Secret injection of trackers along with the meningitis vaccine has been identified as the cause for the painful post-meningitis-vaccine “meng arm” in freshmen, according to an investigation conducted by the Undergraduate Student Government.
The first tracker was discovered in Iliketobelieve Imspecial ’19 when he underwent a full body scan for undisclosed medical reasons.
“I was looking at my scan reports when suddenly I saw this little device with the Princeton logo embedded in my arm,” Imspecial said.
Imspecial added that the device was identified as a tracker by zooming in on and studying the scans, since the device could not be removed.
“This is Princeton we’re talking about,” Imspecial said. “Of course they found a way to make the tracker irremovable. I’m just surprised that it wasn’t invisible.”
USG decided to investigate the entire student body for trackers, even though Imspecial explained that he was probably the only student the University cared about injecting.

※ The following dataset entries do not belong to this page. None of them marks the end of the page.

//! Concatenate stored events into a single VCALENDAR document.

use std::io::{self, Write};
use std::path::Path;

use crate::date_range::DateWindow;
use crate::store::DateIndex;

pub const CALENDAR_HEADER: &str =
    "BEGIN:VCALENDAR\nVERSION:2.0\nPRODID:-//mailcal//Mail calendar extractor//EN\n";

pub const CALENDAR_FOOTER: &str = "END:VCALENDAR\n";

/// Write every stored event that falls inside `window` to `out`.
///
/// Event files are emitted byte for byte in file name order, so an unchanged
/// cache always produces an identical document. Files missing from the index
/// are included unfiltered. Returns the number of events written.
pub fn assemble<W: Write>(
    events_dir: &Path,
    index: &DateIndex,
    window: &DateWindow,
    out: &mut W,
) -> io::Result<usize> {
    let mut names: Vec<String> = std::fs::read_dir(events_dir)?
        .filter_map(|entry| entry.ok())
        .filter(|entry| entry.path().is_file())
        .filter_map(|entry| entry.file_name().into_string().ok())
        .collect();
    names.sort();

    out.write_all(CALENDAR_HEADER.as_bytes())?;

    let mut written = 0;
    for name in names {
        if let Some(span) = index.get(&name) {
            if !window.contains(&span.start, &span.end) {
                tracing::trace!("Skipping {} ({} - {})", name, span.start, span.end);
                continue;
            }
        }

        let content = std::fs::read(events_dir.join(&name))?;
        out.write_all(&content)?;
        written += 1;
    }

    out.write_all(CALENDAR_FOOTER.as_bytes())?;
    out.flush()?;

    Ok(written)
}
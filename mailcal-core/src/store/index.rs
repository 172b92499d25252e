//! Identity to (start, end) index used to filter the assembled calendar.

use std::collections::BTreeMap;
use std::path::Path;

use crate::error::{MailCalError, MailCalResult};

/// Effective start and (possibly projected) end of a stored event.
#[derive(Debug, Clone, PartialEq, Eq)]
pub struct EventSpan {
    pub start: String,
    pub end: String,
}

/// Date index keyed by stored event file name.
///
/// Persisted as one `identity\tstart\tend` line per event, sorted by
/// identity.
#[derive(Debug, Clone, Default, PartialEq, Eq)]
pub struct DateIndex {
    entries: BTreeMap<String, EventSpan>,
}

impl DateIndex {
    pub fn insert(&mut self, identity: impl Into<String>, start: impl Into<String>, end: impl Into<String>) {
        self.entries.insert(
            identity.into(),
            EventSpan {
                start: start.into(),
                end: end.into(),
            },
        );
    }

    pub fn get(&self, identity: &str) -> Option<&EventSpan> {
        self.entries.get(identity)
    }

    pub fn len(&self) -> usize {
        self.entries.len()
    }

    pub fn is_empty(&self) -> bool {
        self.entries.is_empty()
    }

    pub fn clear(&mut self) {
        self.entries.clear();
    }

    /// Parse the persisted table. Any line without exactly three fields
    /// makes the whole table unusable.
    pub fn parse(content: &str) -> MailCalResult<Self> {
        let mut index = DateIndex::default();

        for (n, line) in content.lines().enumerate() {
            if line.is_empty() {
                continue;
            }
            let fields: Vec<&str> = line.split('\t').collect();
            let [identity, start, end] = fields.as_slice() else {
                return Err(MailCalError::CorruptIndex {
                    line: n + 1,
                    content: line.to_string(),
                });
            };
            index.insert(*identity, *start, *end);
        }

        Ok(index)
    }

    pub fn load(path: &Path) -> MailCalResult<Self> {
        let content = std::fs::read_to_string(path)?;
        Self::parse(&content)
    }

    pub fn to_table(&self) -> String {
        let mut out = String::new();
        for (identity, span) in &self.entries {
            out.push_str(identity);
            out.push('\t');
            out.push_str(&span.start);
            out.push('\t');
            out.push_str(&span.end);
            out.push('\n');
        }
        out
    }

    /// Write the table, replacing the previous one atomically.
    pub fn save(&self, path: &Path) -> MailCalResult<()> {
        let temp = path.with_extension("tmp");
        std::fs::write(&temp, self.to_table())?;
        std::fs::rename(&temp, path)?;
        Ok(())
    }
}
//! Content hashes of files and directory trees.

use std::fs::File;
use std::io;
use std::path::Path;

use sha2::{Digest, Sha256};

use crate::maildir::SUBFOLDERS;

/// Hash reported for a path that does not exist.
pub const ABSENT: &str = "absent";

/// SHA-256 over a file, or over a directory tree in name order.
pub fn hash_tree(path: &Path) -> String {
    if !path.exists() {
        return ABSENT.to_string();
    }
    let mut hasher = Sha256::new();
    update_with_path(&mut hasher, path);
    format!("{:x}", hasher.finalize())
}

/// Hash of the three Maildir subfolders, the only part of a mailbox that
/// extraction reads.
pub fn hash_maildir(root: &Path) -> String {
    let mut hasher = Sha256::new();
    for sub in SUBFOLDERS {
        hasher.update(sub.as_bytes());
        hasher.update(hash_tree(&root.join(sub)).as_bytes());
    }
    format!("{:x}", hasher.finalize())
}

fn update_with_path(hasher: &mut Sha256, path: &Path) {
    if path.is_dir() {
        let mut entries: Vec<_> = match std::fs::read_dir(path) {
            Ok(entries) => entries.filter_map(|e| e.ok()).collect(),
            Err(e) => {
                tracing::debug!("Cannot list {}: {}", path.display(), e);
                hasher.update(b"\0unreadable-dir");
                return;
            }
        };
        entries.sort_by_key(|e| e.file_name());

        for entry in entries {
            hasher.update(entry.file_name().as_encoded_bytes());
            hasher.update(b"\0");
            let mut child = Sha256::new();
            update_with_path(&mut child, &entry.path());
            hasher.update(child.finalize());
        }
    } else if let Err(e) = File::open(path).and_then(|mut f| io::copy(&mut f, hasher)) {
        tracing::debug!("Cannot read {}: {}", path.display(), e);
        hasher.update(b"\0unreadable-file");
    }
}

USG held body-wide scanning for all students in Frist Campus Center on Friday to find out if more students had been injected with the tracker. All students who got scanned were promised alcohol to ensure that they would enjoy the next Orange and Black Ball, according to USG president Joke Candidate ’16.
“At first we thought that the trackers were only for the perpetually lost and excited frosh on Outdoor Action trips,” Candidate explained, “but upon scanning the student body we found that every student had a tracker.”
USG senators then went to Executive Director of University Health ServicesJohn Kolligian to ask for an explanation, according to Candidate.
Kolligian revealed that meningitis B was a scam meant to enable the University to inject freshmen with the trackers. He added that the Food and Drug Administration only approved the “vaccine” after a year because the University delivered its bribes late.
“We need a way to keep track of all the freshmen who kept getting lost,” Kolligan said. “However, we also needed to avoid undermining their confidence. The secret task force assigned to the task took 25 years to come to this solution.”
Kolligian explained that the trackers were injected after multiple calls to the Department of Public Safety from lost freshmen who could only use “gothic architecture” to identify their location.
Kolligian added that two maps like the Marauder’s Map in the Harry Potter books sit in South Baker and Nassau Hall to track student movements for safety and entertainment purposes respectively.
Candidate said that USG suspects other reasons for the trackers, such as being able to recognize freshmen after they put on the Freshman 15 and trying to make the University diversify to Hunger Games references from only Harry Potter references.